In a thrilling season in which seven different drivers won races and four led the standings, Lewis Hamilton arrives in Brazil with a seven-point lead over home favourite Felipe Massa.
The McLaren star needs only a fifth-place finish or better to ensure he becomes F1's youngest champion at age 23, and the first British champion since Damon Hill in 1996.
Yet, by coincidence, he is exactly where he was in last year's finale - holding a seven-point lead. He drove a poor race then, finishing seventh and conceding the F1 title to Kimi Raikkonen. This time, however, he believes he is ready.
He said: "Last year, things didn't end up too well for me. I went to Interlagos with the title battle still up in the air and all my emotions just bubbling up and down.

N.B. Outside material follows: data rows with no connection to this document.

//! Fixed 32-byte authenticated echo packet.
//!
//! Layout (big-endian): magic `LATO` (4B) | version u32 (4B) |
//! send-time monotonic nanoseconds u64 (8B) | sequence u32 (4B) |
//! nonce u64 (8B) | tag u32 (4B). The tag is the leading 32 bits of
//! HMAC-SHA256 over the first 28 bytes, keyed by the shared secret.

use hmac::{Hmac, Mac};
use sha2::Sha256;
use subtle::ConstantTimeEq;

type HmacSha256 = Hmac<Sha256>;

/// Total wire size of a LATTICE probe/echo packet.
pub const PACKET_LEN: usize = 32;

const MAGIC: [u8; 4] = *b"LATO";
const TAG_LEN: usize = 4;
const SIGNED_LEN: usize = PACKET_LEN - TAG_LEN; // first 28 bytes

/// Current wire version. Read but not currently validated beyond being
/// representable in a u32, per spec.
pub const WIRE_VERSION: u32 = 1;

/// Minimum accepted shared-secret length.
pub const MIN_SECRET_LEN: usize = 16;

/// A decoded/encoded LATTICE packet.
#[derive(Debug, Clone, Copy, PartialEq, Eq)]
pub struct Packet {
    pub version: u32,
    pub send_ns: u64,
    pub sequence: u32,
    pub nonce: u64,
}

/// Outcome of validating a received datagram against the shared secret.
#[derive(Debug, Clone, Copy, PartialEq, Eq)]
pub enum Validation {
    Accept(Packet),
    RejectLength,
    RejectMagic,
    RejectTag,
}

impl Packet {
    /// Encode this packet to its 32-byte wire form, computing and
    /// appending the HMAC tag over the first 28 bytes.
    pub fn encode(&self, secret: &[u8]) -> [u8; PACKET_LEN] {
        let mut buf = [0u8; PACKET_LEN];
        buf[0..4].copy_from_slice(&MAGIC);
        buf[4..8].copy_from_slice(&self.version.to_be_bytes());
        buf[8..16].copy_from_slice(&self.send_ns.to_be_bytes());
        buf[16..20].copy_from_slice(&self.sequence.to_be_bytes());
        buf[20..28].copy_from_slice(&self.nonce.to_be_bytes());
        let tag = compute_tag(&buf[..SIGNED_LEN], secret);
        buf[28..32].copy_from_slice(&tag);
        buf
    }

    /// Build a fresh probe packet with the given sequence number and a
    /// cryptographically random nonce, stamped with `send_ns`.
    pub fn new_probe(sequence: u32, send_ns: u64, nonce: u64) -> Self {
        Self {
            version: WIRE_VERSION,
            send_ns,
            sequence,
            nonce,
        }
    }
}

/// Compute the 4-byte truncated HMAC-SHA256 tag over `signed` using `secret`.
fn compute_tag(signed: &[u8], secret: &[u8]) -> [u8; TAG_LEN] {
    // `Hmac::new_from_slice` accepts any key length; the >=16 byte minimum
    // is enforced by the caller (secret loading), not here.
    let mut mac = <HmacSha256 as Mac>::new_from_slice(secret).expect("HMAC accepts any key length");
    mac.update(signed);
    let full = mac.finalize().into_bytes();
    let mut tag = [0u8; TAG_LEN];
    tag.copy_from_slice(&full[..TAG_LEN]);
    tag
}

/// Validate a received datagram against the shared secret. Rejects on
/// wrong length or magic before touching the secret; the tag comparison
/// itself is constant-time.
pub fn validate(bytes: &[u8], secret: &[u8]) -> Validation {
    if bytes.len() != PACKET_LEN {
        return Validation::RejectLength;
    }
    if bytes[0..4] != MAGIC {
        return Validation::RejectMagic;
    }
    let expected = compute_tag(&bytes[..SIGNED_LEN], secret);
    let received = &bytes[28..32];
    if expected.ct_eq(received).unwrap_u8() != 1 {
        return Validation::RejectTag;
    }
    let version = u32::from_be_bytes(bytes[4..8].try_into().expect("4 byte slice"));
    let send_ns = u64::from_be_bytes(bytes[8..16].try_into().expect("8 byte slice"));
    let sequence = u32::from_be_bytes(bytes[16..20].try_into().expect("4 byte slice"));
    let nonce = u64::from_be_bytes(bytes[20..28].try_into().expect("8 byte slice"));
    Validation::Accept(Packet {
        version,
        send_ns,
        sequence,
        nonce,
    })
}
#![forbid(unsafe_code)]

//! The LATTICE analyzer (spec §4.4, §4.5): physics bounds, claim
//! falsification, the grid-search origin estimator with elliptical
//! uncertainty bands, calibration generate/apply/drift, baseline/session
//! comparison, and endpoint health/hygiene checks. Pure and CPU-bound
//! over its inputs — see `log` for the only I/O this crate performs
//! (reading a record log off-line or on a refresh tick).

pub mod baseline;
pub mod bounds;
pub mod calibration;
pub mod dashboard;
pub mod estimate;
pub mod health;
pub mod hygiene;
pub mod log;
pub mod worker;

pub use baseline::{auto_baseline, compare as compare_baseline};
pub use bounds::{falsify, physics_bounds, EndpointBudget, FalsificationResult};
pub use calibration::{drift as calibration_drift, generate as generate_calibration, CalibrationWindow};
pub use dashboard::{DashboardApi, OfflineDashboard};
pub use estimate::estimate;
pub use health::health;
pub use hygiene::hygiene;
pub use log::{load_records, LogWatcher};
pub use worker::CalibrationWorker;
//! Monotonic nanosecond clock shared by the burst scheduler and the
//! echo-matching receive loop. Wall-clock time is never used for RTT
//! measurement (spec §5): `send_ns`/`recv_ns` are both nanoseconds
//! elapsed since an arbitrary process-local epoch, fixed on first use.

use std::sync::OnceLock;
use std::time::Instant;

static EPOCH: OnceLock<Instant> = OnceLock::new();

/// Nanoseconds elapsed since this process's monotonic epoch. The epoch
/// itself is meaningless outside the process; only differences between
/// two calls (a send and its matching receive) are.
pub fn now_ns() -> u64 {
    let epoch = EPOCH.get_or_init(Instant::now);
    epoch.elapsed().as_nanos() as u64
}
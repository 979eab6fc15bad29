#![forbid(unsafe_code)]

//! Shared setup for the three LATTICE binaries (spec §6). Kept as a
//! small library crate so `lattice-client`, `lattice-server`, and
//! `lattice-analyze` don't each reimplement tracing init.

/// Install the global `tracing` subscriber, gated by `RUST_LOG` with
/// `info` as the default level.
pub fn init_tracing() {
    tracing_subscriber::fmt()
        .with_env_filter(tracing_subscriber::EnvFilter::try_from_default_env().unwrap_or_else(|_| "info".into()))
        .init();
}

"Things could be very different this year. I don't need to win the race, but that won't stop me from going into the weekend looking to be as strong as possible." Standing in his way is Ferrari's Massa, who can still become the first non-European driver to win the title since Canadian Jacques Villeneuve in 1997, and the first Brazilian champion since the late Ayrton Senna in 1991.
But he has to win or finish second, and rely on Hamilton finishing way down the field. He is already playing mind games, saying: "All the pressure will be on Hamilton, especially when you think about what happened at this race last year."
However, Massa could fall victim to the inexplicable mistakes made by Ferrari during the year.
The most embarrassing one was at the first night race in Singapore last month, when a botched pit stop cost Massa the likely victory.
Still, Massa is expected to be boosted by nearly 70,000 fans at the 4.3km, anti-clockwise Interlagos track.
"I know all the tricks and secrets of this track, and I'll have the people behind me," Massa said.
The Brazilian is desperate to become the first driver to win a title in front of his home crowd since the inaugural F1 season in 1950, when Italy's Giuseppe Farina won at the season-ending Italian Grand Prix.
Yet, in Hamilton, he faces an opponent whose innate racing skills have catapulted him to stardom in double-quick time.
He has said that last year's near-miss was beneficial to his F1 tutelage, and he is more than ready to assume the throne.
The young star v the home favourite - everything is in place for a rip-roaring end to the F1 season.
And it is Hamilton's race and title to lose. Once bitten, twice shy - the Briton is unlikely to run afoul of Interlagos again.